A Lovely Eggless Chocolate Cake With Caramel Topping. 
 INGREDIENTS:
  • All purpose flour/Maida - 2 cups
  • Powdered Sugar - 1/2 cup
  • Chocolate Syrup - 1/2 cup
  • Baking powder - 1 tsp
  • Unsalted Butter - 1/4 cup
  • Milk - 1/4 cup
  • Vanilla essence - 1 tsp
  • Caramel Topping - 1 tsp
METHOD:
  • Preheat the oven to 360 degree F. 
  • Grease a round baking pan and keep it aside. I used a 9 inch round pan, using a smaller pan will give you a thicker cake. Apply butter in the the bottom and sides of the pan for baking.
  • In a large bowl, sift together flour and baking powder.
  • Add Powdered Sugar in it and mix well.
  • Pour the milk, melted butter, and vanilla essence into the mixing bowl containing the dry ingredients.
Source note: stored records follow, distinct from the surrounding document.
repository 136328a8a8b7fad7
use clap::builder::{
	Styles,
	styling::{AnsiColor, Effects},
};

pub const VERSION: &str = env!("CARGO_PKG_VERSION");

pub fn styles() -> Styles {
	Styles::styled()
		.header(AnsiColor::Red.on_default() | Effects::BOLD)
		.usage(AnsiColor::Red.on_default() | Effects::BOLD)
		.literal(AnsiColor::Blue.on_default() | Effects::BOLD)
		.placeholder(AnsiColor::Green.on_default())
}
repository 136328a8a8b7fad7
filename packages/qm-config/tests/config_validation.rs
use std::{
	collections::HashMap,
	env, fs,
	path::PathBuf,
	sync::atomic::{AtomicU64, Ordering},
	time::{Duration, SystemTime, UNIX_EPOCH},
};

use qm_config::{Config, ENV_API_BASE, ENV_API_KEY, ENV_DEBOUNCE_MS, ENV_RERANK_ENABLED, Error};

const SAMPLE_CONFIG_TOML: &str = r#"
[service]
log_level = "debug"

[bookmarks]
api_base = "https://links.example.com/"
api_key = "secret"
timeout_ms = 2500

[bookmarks.default_headers]
"X-Client" = "quickmark"

[rerank]
enabled = false

[search]
debounce_ms = 450
max_results = 15
"#;

fn write_temp_config(payload: &str) -> PathBuf {
	static COUNTER: AtomicU64 = AtomicU64::new(0);

	let nanos = SystemTime::now()
		.duration_since(UNIX_EPOCH)
		.expect("System time must be valid.")
		.as_nanos();
	let ordinal = COUNTER.fetch_add(1, Ordering::SeqCst);
	let pid = std::process::id();
	let mut path = env::temp_dir();

	path.push(format!("qm_config_test_{nanos}_{pid}_{ordinal}.toml"));

	fs::write(&path, payload).expect("Failed to write test config.");

	path
}

fn load_str(payload: &str) -> qm_config::Result<Config> {
	let path = write_temp_config(payload);
	let result = qm_config::load(&path);

	fs::remove_file(&path).expect("Failed to remove test config.");

	result
}

fn no_env(_: &str) -> Option<String> {
	None
}

#[test]
fn loads_and_resolves_sample_config() {
	let cfg = load_str(SAMPLE_CONFIG_TOML).expect("Failed to load sample config.");
	let settings = cfg.resolve_with(no_env).expect("Failed to resolve sample config.");

	assert_eq!(settings.log_level, "debug");
	assert_eq!(settings.bookmarks.api_base, "https://links.example.com");
	assert_eq!(settings.bookmarks.api_key, "secret");
	assert_eq!(settings.bookmarks.path, "/api/v1/search");
	assert_eq!(settings.bookmarks.query_param, "q");
	assert_eq!(settings.bookmarks.timeout_ms, 2_500);
	assert!(settings.rerank.is_none());
	assert_eq!(settings.search.debounce, Duration::from_millis(450));
	assert_eq!(settings.search.max_results, 15);
	assert!(!settings.search.rerank_enabled);
	assert_eq!(settings.search.gate_timeout(), Duration::from_millis(1_500));
}

#[test]
fn missing_file_reports_path() {
	let err = qm_config::load(&PathBuf::from("/nonexistent/quickmark.toml"))
		.expect_err("Expected read error.");

	assert!(matches!(err, Error::ReadConfig { .. }), "Unexpected error: {err:?}");
}

#[test]
fn zero_timeout_is_rejected() {
	let err = load_str("[bookmarks]\ntimeout_ms = 0\n").expect_err("Expected validation error.");
	let message = err.to_string();

	assert!(
		message.contains("bookmarks.timeout_ms must be greater than zero."),
		"Unexpected error message: {message}"
	);
}

#[test]
fn non_string_header_is_rejected() {
	let err = load_str("[rerank.default_headers]\nX-Retry = 3\n")
		.expect_err("Expected validation error.");
	let message = err.to_string();

	assert!(
		message.contains("rerank.default_headers.X-Retry must be a string."),
		"Unexpected error message: {message}"
	);
}

#[test]
fn non_http_base_is_rejected() {
	let err = load_str("[bookmarks]\napi_base = \"ftp://links\"\n")
		.expect_err("Expected validation error.");

	assert!(err.to_string().contains("bookmarks.api_base must start with http"));
}

#[test]
fn relative_endpoint_path_is_rejected() {
	let err = load_str("[bookmarks]\npath = \"api/search\"\n")
		.expect_err("Expected validation error.");
	let message = err.to_string();

	assert!(
		message.contains("bookmarks.path must start with /."),
		"Unexpected error message: {message}"
	);

	let err = load_str("[rerank]\npath = \"v1/rerank\"\n").expect_err("Expected validation error.");

	assert!(err.to_string().contains("rerank.path must start with /."));
}

#[test]
fn blank_values_fall_back_to_environment() {
	let cfg = load_str("[bookmarks]\napi_base = \"  \"\napi_key = \"\"\n")
		.expect("Failed to load config.");
	let env = HashMap::from([
		(ENV_API_BASE, "http://127.0.0.1:3000"),
		(ENV_API_KEY, "env-key"),
		(ENV_DEBOUNCE_MS, "10"),
	]);
	let settings = cfg
		.resolve_with(|key| env.get(key).map(|value| value.to_string()))
		.expect("Failed to resolve config.");

	assert_eq!(settings.bookmarks.api_base, "http://127.0.0.1:3000");
	assert_eq!(settings.bookmarks.api_key, "env-key");
	assert_eq!(settings.search.debounce, Duration::from_millis(300));
}

#[test]
fn missing_credentials_are_a_configuration_error() {
	let cfg = load_str("[bookmarks]\napi_base = \"https://links.example.com\"\n")
		.expect("Failed to load config.");
	let err = cfg.resolve_with(no_env).expect_err("Expected missing api_key.");

	assert!(err.to_string().contains("bookmarks.api_key must be set"));
}

#[test]
fn enabling_rerank_requires_provider_settings() {
	let cfg = load_str(&SAMPLE_CONFIG_TOML.replace("[rerank]\nenabled = false\n", ""))
		.expect("Failed to load config.");
	let env = HashMap::from([(ENV_RERANK_ENABLED, "true")]);
	let err = cfg
		.resolve_with(|key| env.get(key).map(|value| value.to_string()))
		.expect_err("Expected rerank validation error.");

	assert!(err.to_string().contains("rerank.api_base must be set"));
}

#[test]
fn rerank_settings_resolve_when_enabled() {
	let payload = format!(
		"{SAMPLE_CONFIG_TOML}\n[rerank]\nenabled = true\napi_base = \"https://rerank.example.com\"\napi_key = \"rk\"\nmodel = \"rerank-small\"\ntop_n = 10\n"
	)
	.replace("[rerank]\nenabled = false\n", "");
	let cfg = load_str(&payload).expect("Failed to load config.");
	let settings = cfg.resolve_with(no_env).expect("Failed to resolve config.");
	let rerank = settings.rerank.expect("Expected rerank settings.");

	assert!(settings.search.rerank_enabled);
	assert_eq!(rerank.path, "/v1/rerank");
	assert_eq!(rerank.model, "rerank-small");
	assert_eq!(rerank.top_n, Some(10));
	assert_eq!(rerank.timeout_ms, 5_000);
}

#[test]
fn ui_setting_beats_environment() {
	let cfg = load_str(SAMPLE_CONFIG_TOML).expect("Failed to load sample config.");
	let env = HashMap::from([(ENV_RERANK_ENABLED, "true"), (ENV_DEBOUNCE_MS, "900")]);
	let settings = cfg
		.resolve_with(|key| env.get(key).map(|value| value.to_string()))
		.expect("Failed to resolve config.");

	assert!(!settings.search.rerank_enabled);
	assert_eq!(settings.search.debounce, Duration::from_millis(450));
}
  • Now add Chocolate Syrup ans mix well.
  • Beat with a hand mixer, whisk or spoon until the mixture comes together and there are no lumps. 
  • Pour the batter into the cake pan and level the batter.
  • Bake for 40 minutes or until done. 
  • You can insert a wooden pick in the center of the cake to test if the cake is fully baked. 
  • Allow it to Cool in pan for 20 minutes.Invert cake onto cooling rack to cool completely before applying frosting or decorating.
  • Apply Caramel Topping on the top of the cake.
  • Slice the cake in desired shape and serve.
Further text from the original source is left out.